主人はそんな様子を見ながら僅かに片目を見開いた。
「すみません、勝手なことを言ってるって分かってるつもりなんですけど…仕事は出来る限り手伝います!その、今は体調の事もあって早く戻らないといけないんですけど、ミサの時でなければココさんも融通を聞かせてくれるそうですしっ…!」
必死になって言い募る。
「ふん。納得済みか…お前の人生だ。お前の好きにしろ」
主人は一言そう告げた。
「ありがとうございます!」
ココも漸く顔を上げてくれる。
そっと顔を見合わせて微笑んだ。
変貌した小松は今までと同じようには生きていけない。
事情を知りつついざという時に対処出来るココと共にいるのが一番なのだが、そのなかでもココは小松が出来るだけ以前と変わらないような生活を送れるようにと心を砕いてくれる。

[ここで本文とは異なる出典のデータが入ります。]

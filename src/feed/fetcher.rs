//! Deadline-bounded conditional feed fetching.
//!
//! One fetch is a conditional GET (ETag / Last-Modified validators)
//! with manual redirect following, parsed into [`RawEntry`] values by
//! `feed-rs`. The whole network phase runs under
//! `tokio::time::timeout`, so a hung server costs at most the
//! configured deadline and the cancelled future is dropped with it;
//! nothing keeps running in the background after the deadline.

use chrono::{DateTime, Utc};
use reqwest::StatusCode;
use std::time::Duration;
use thiserror::Error;

/// Redirect hop limit for one fetch.
const MAX_REDIRECTS: usize = 5;

const USER_AGENT: &str = concat!("feedmail/", env!("CARGO_PKG_VERSION"));

/// Errors that can occur while fetching or parsing one feed. All of
/// them are per-feed and non-fatal to the run as a whole.
#[derive(Debug, Error)]
pub enum FetchError {
    /// Network-level error (DNS, connection, TLS, etc.)
    #[error("request failed: {0}")]
    Network(#[from] reqwest::Error),
    /// HTTP response outside the acceptable status set
    #[error("HTTP error: status {0}")]
    HttpStatus(u16),
    /// Fetch exceeded the per-feed deadline
    #[error("fetch timed out after {0:?}")]
    Timeout(Duration),
    /// Redirect chain too long or missing a usable Location header
    #[error("bad redirect: {0}")]
    Redirect(String),
    /// Payload could not be parsed as RSS or Atom
    #[error("parse error: {0}")]
    Parse(String),
    /// Invalid proxy or feed URL
    #[error("invalid URL: {0}")]
    Url(String),
}

/// One parsed entry, reduced to the fields the engine cares about.
#[derive(Debug, Clone, Default)]
pub struct RawEntry {
    /// Native entry id, if the feed carries one.
    pub id: Option<String>,
    pub title: Option<String>,
    pub link: Option<String>,
    /// Best available body: full content if present, else the summary.
    pub body: Option<String>,
    /// Author email address, if the feed carries one.
    pub author: Option<String>,
    pub published: Option<DateTime<Utc>>,
}

/// Result of one fetch: response metadata plus the parsed entries in
/// feed order (typically newest first).
#[derive(Debug)]
pub struct FetchedFeed {
    pub status: u16,
    /// Final URL of a 301/308 chain, if the feed moved permanently.
    pub permanent_redirect: Option<String>,
    /// Validators for the next conditional fetch.
    pub etag: Option<String>,
    pub last_modified: Option<String>,
    pub entries: Vec<RawEntry>,
}

impl FetchedFeed {
    pub fn not_modified(&self) -> bool {
        self.status == StatusCode::NOT_MODIFIED.as_u16()
    }
}

/// Build the HTTP client used for feed fetches.
///
/// Redirects are disabled on the client because [`fetch_feed`] follows
/// them by hand: a 301 must be distinguishable from a 302 so the caller
/// can rewrite its configured URL only for permanent moves.
pub fn build_client(proxy: Option<&str>) -> Result<reqwest::Client, FetchError> {
    let mut builder = reqwest::Client::builder()
        .user_agent(USER_AGENT)
        .redirect(reqwest::redirect::Policy::none());
    if let Some(proxy) = proxy {
        builder = builder.proxy(reqwest::Proxy::all(proxy).map_err(FetchError::Network)?);
    }
    builder.build().map_err(FetchError::Network)
}

/// Fetch and parse one feed with a hard wall-clock deadline.
///
/// `etag` and `modified` are the validators remembered from the last
/// successful fetch; a 304 comes back as a [`FetchedFeed`] with no
/// entries rather than an error.
pub async fn fetch_feed(
    client: &reqwest::Client,
    url: &str,
    etag: Option<&str>,
    modified: Option<&str>,
    timeout: Duration,
) -> Result<FetchedFeed, FetchError> {
    tracing::debug!(url = %url, "fetching feed");
    tokio::time::timeout(timeout, fetch_once(client, url, etag, modified))
        .await
        .map_err(|_| FetchError::Timeout(timeout))?
}

async fn fetch_once(
    client: &reqwest::Client,
    url: &str,
    etag: Option<&str>,
    modified: Option<&str>,
) -> Result<FetchedFeed, FetchError> {
    let mut current = url.to_string();
    let mut permanent_redirect: Option<String> = None;

    for _hop in 0..=MAX_REDIRECTS {
        let mut request = client.get(&current);
        if let Some(etag) = etag {
            request = request.header(reqwest::header::IF_NONE_MATCH, etag);
        }
        if let Some(modified) = modified {
            request = request.header(reqwest::header::IF_MODIFIED_SINCE, modified);
        }
        let response = request.send().await?;
        let status = response.status();

        if status.is_redirection() {
            let location = response
                .headers()
                .get(reqwest::header::LOCATION)
                .and_then(|v| v.to_str().ok())
                .ok_or_else(|| FetchError::Redirect("missing Location header".into()))?;
            // Location may be relative; resolve it against the current URL.
            let base = url::Url::parse(&current).map_err(|e| FetchError::Url(e.to_string()))?;
            let next = base
                .join(location)
                .map_err(|e| FetchError::Redirect(e.to_string()))?
                .to_string();
            if matches!(
                status,
                StatusCode::MOVED_PERMANENTLY | StatusCode::PERMANENT_REDIRECT
            ) {
                tracing::info!(from = %current, to = %next, "feed moved permanently");
                permanent_redirect = Some(next.clone());
            }
            current = next;
            continue;
        }

        if status == StatusCode::NOT_MODIFIED {
            return Ok(FetchedFeed {
                status: status.as_u16(),
                permanent_redirect,
                etag: None,
                last_modified: None,
                entries: Vec::new(),
            });
        }

        if !status.is_success() {
            return Err(FetchError::HttpStatus(status.as_u16()));
        }

        let response_etag = header_string(&response, reqwest::header::ETAG);
        let response_modified = header_string(&response, reqwest::header::LAST_MODIFIED);
        let bytes = response.bytes().await?;
        let entries = parse_entries(&bytes)?;
        return Ok(FetchedFeed {
            status: status.as_u16(),
            permanent_redirect,
            etag: response_etag,
            last_modified: response_modified,
            entries,
        });
    }

    Err(FetchError::Redirect(format!(
        "more than {MAX_REDIRECTS} redirects"
    )))
}

fn header_string(
    response: &reqwest::Response,
    name: reqwest::header::HeaderName,
) -> Option<String> {
    response
        .headers()
        .get(name)
        .and_then(|v| v.to_str().ok())
        .map(str::to_string)
}

fn parse_entries(bytes: &[u8]) -> Result<Vec<RawEntry>, FetchError> {
    let feed = feed_rs::parser::parse(bytes).map_err(|e| FetchError::Parse(e.to_string()))?;
    let entries = feed
        .entries
        .into_iter()
        .map(|entry| {
            let id = Some(entry.id.trim().to_string()).filter(|s| !s.is_empty());
            let link = entry.links.first().map(|l| l.href.clone());
            let body = entry
                .content
                .and_then(|c| c.body)
                .or_else(|| entry.summary.map(|s| s.content));
            let author = entry
                .authors
                .iter()
                .find_map(|a| a.email.clone());
            RawEntry {
                id,
                title: entry.title.map(|t| t.content),
                link,
                body,
                author,
                published: entry.published.or(entry.updated),
            }
        })
        .collect();
    Ok(entries)
}

#[cfg(test)]
mod tests {
    use super::*;
    use wiremock::matchers::{header, headers, method, path};
    use wiremock::{Mock, MockServer, ResponseTemplate};

    const VALID_RSS: &str = r#"<?xml version="1.0"?>
<rss version="2.0"><channel><title>t</title>
    <item><guid>e1</guid><title>First</title><link>https://example.com/1</link>
      <description>body one</description></item>
    <item><guid>e2</guid><title>Second</title></item>
</channel></rss>"#;

    fn deadline() -> Duration {
        Duration::from_secs(5)
    }

    #[tokio::test]
    async fn test_fetch_parses_entries_and_captures_validators() {
        let server = MockServer::start().await;
        Mock::given(method("GET"))
            .respond_with(
                ResponseTemplate::new(200)
                    .set_body_string(VALID_RSS)
                    .insert_header("ETag", "\"v1\"")
                    .insert_header("Last-Modified", "Mon, 01 Jan 2024 00:00:00 GMT"),
            )
            .mount(&server)
            .await;

        let client = build_client(None).unwrap();
        let fetched = fetch_feed(
            &client,
            &format!("{}/feed", server.uri()),
            None,
            None,
            deadline(),
        )
        .await
        .unwrap();

        assert_eq!(fetched.status, 200);
        assert_eq!(fetched.entries.len(), 2);
        assert_eq!(fetched.entries[0].id.as_deref(), Some("e1"));
        assert_eq!(fetched.entries[0].body.as_deref(), Some("body one"));
        assert_eq!(fetched.etag.as_deref(), Some("\"v1\""));
        assert_eq!(
            fetched.last_modified.as_deref(),
            Some("Mon, 01 Jan 2024 00:00:00 GMT")
        );
        assert!(fetched.permanent_redirect.is_none());
    }

    #[tokio::test]
    async fn test_conditional_fetch_sends_validators_and_accepts_304() {
        let server = MockServer::start().await;
        Mock::given(method("GET"))
            .and(header("If-None-Match", "\"v1\""))
            // wiremock splits header values on commas, so a date header
            // must be matched as the comma-separated pieces.
            .and(headers(
                "If-Modified-Since",
                vec!["Mon", "01 Jan 2024 00:00:00 GMT"],
            ))
            .respond_with(ResponseTemplate::new(304))
            .mount(&server)
            .await;

        let client = build_client(None).unwrap();
        let fetched = fetch_feed(
            &client,
            &format!("{}/feed", server.uri()),
            Some("\"v1\""),
            Some("Mon, 01 Jan 2024 00:00:00 GMT"),
            deadline(),
        )
        .await
        .unwrap();

        assert!(fetched.not_modified());
        assert!(fetched.entries.is_empty());
    }

    #[tokio::test]
    async fn test_permanent_redirect_is_reported() {
        let server = MockServer::start().await;
        Mock::given(method("GET"))
            .and(path("/old"))
            .respond_with(ResponseTemplate::new(301).insert_header("Location", "/new"))
            .mount(&server)
            .await;
        Mock::given(method("GET"))
            .and(path("/new"))
            .respond_with(ResponseTemplate::new(200).set_body_string(VALID_RSS))
            .mount(&server)
            .await;

        let client = build_client(None).unwrap();
        let fetched = fetch_feed(
            &client,
            &format!("{}/old", server.uri()),
            None,
            None,
            deadline(),
        )
        .await
        .unwrap();

        assert_eq!(
            fetched.permanent_redirect.as_deref(),
            Some(format!("{}/new", server.uri()).as_str())
        );
        assert_eq!(fetched.entries.len(), 2);
    }

    #[tokio::test]
    async fn test_temporary_redirect_is_followed_silently() {
        let server = MockServer::start().await;
        Mock::given(method("GET"))
            .and(path("/old"))
            .respond_with(ResponseTemplate::new(302).insert_header("Location", "/new"))
            .mount(&server)
            .await;
        Mock::given(method("GET"))
            .and(path("/new"))
            .respond_with(ResponseTemplate::new(200).set_body_string(VALID_RSS))
            .mount(&server)
            .await;

        let client = build_client(None).unwrap();
        let fetched = fetch_feed(
            &client,
            &format!("{}/old", server.uri()),
            None,
            None,
            deadline(),
        )
        .await
        .unwrap();

        assert!(fetched.permanent_redirect.is_none());
        assert_eq!(fetched.entries.len(), 2);
    }

    #[tokio::test]
    async fn test_http_error_status() {
        let server = MockServer::start().await;
        Mock::given(method("GET"))
            .respond_with(ResponseTemplate::new(404))
            .mount(&server)
            .await;

        let client = build_client(None).unwrap();
        let err = fetch_feed(
            &client,
            &format!("{}/feed", server.uri()),
            None,
            None,
            deadline(),
        )
        .await
        .unwrap_err();
        assert!(matches!(err, FetchError::HttpStatus(404)));
    }

    #[tokio::test]
    async fn test_malformed_payload_is_a_parse_error() {
        let server = MockServer::start().await;
        Mock::given(method("GET"))
            .respond_with(ResponseTemplate::new(200).set_body_string("<not a feed"))
            .mount(&server)
            .await;

        let client = build_client(None).unwrap();
        let err = fetch_feed(
            &client,
            &format!("{}/feed", server.uri()),
            None,
            None,
            deadline(),
        )
        .await
        .unwrap_err();
        assert!(matches!(err, FetchError::Parse(_)));
    }

    #[tokio::test]
    async fn test_slow_server_hits_deadline() {
        let server = MockServer::start().await;
        Mock::given(method("GET"))
            .respond_with(
                ResponseTemplate::new(200)
                    .set_body_string(VALID_RSS)
                    .set_delay(Duration::from_secs(30)),
            )
            .mount(&server)
            .await;

        let client = build_client(None).unwrap();
        let err = fetch_feed(
            &client,
            &format!("{}/feed", server.uri()),
            None,
            None,
            Duration::from_millis(200),
        )
        .await
        .unwrap_err();
        assert!(matches!(err, FetchError::Timeout(_)));
    }
}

料理が好きな小松に料理をする機会を沢山与えてくれる。
小松を助祭に、などと一芝居をうつ為とは言え頭まで下げてくれた。
宿屋の主人達は今まで養ってくれた恩人だが、流石に本当の事は言えない。
おそらくそれが今取れる最良の形なのだろう。
「助祭が大変だったらいつでも戻ってらっしゃいね」
お茶を入れながら夫人が茶目っ気たっぷりに言った。
「大丈夫です!でも、ありがとうございます」
両親を亡くした小松にも帰る場所はあるのだと言外に告げられ、自分は果報者だなぁと心から思う。
「あらまぁ、こんな事を言うと何だか小松ちゃんをお嫁に出すみたいね」
『ぶほっ!』
その一言に三人して飲み物を吹き出した。
* * *
べ、別に本誌が羨ましいだなんて思ってないんだからねっ!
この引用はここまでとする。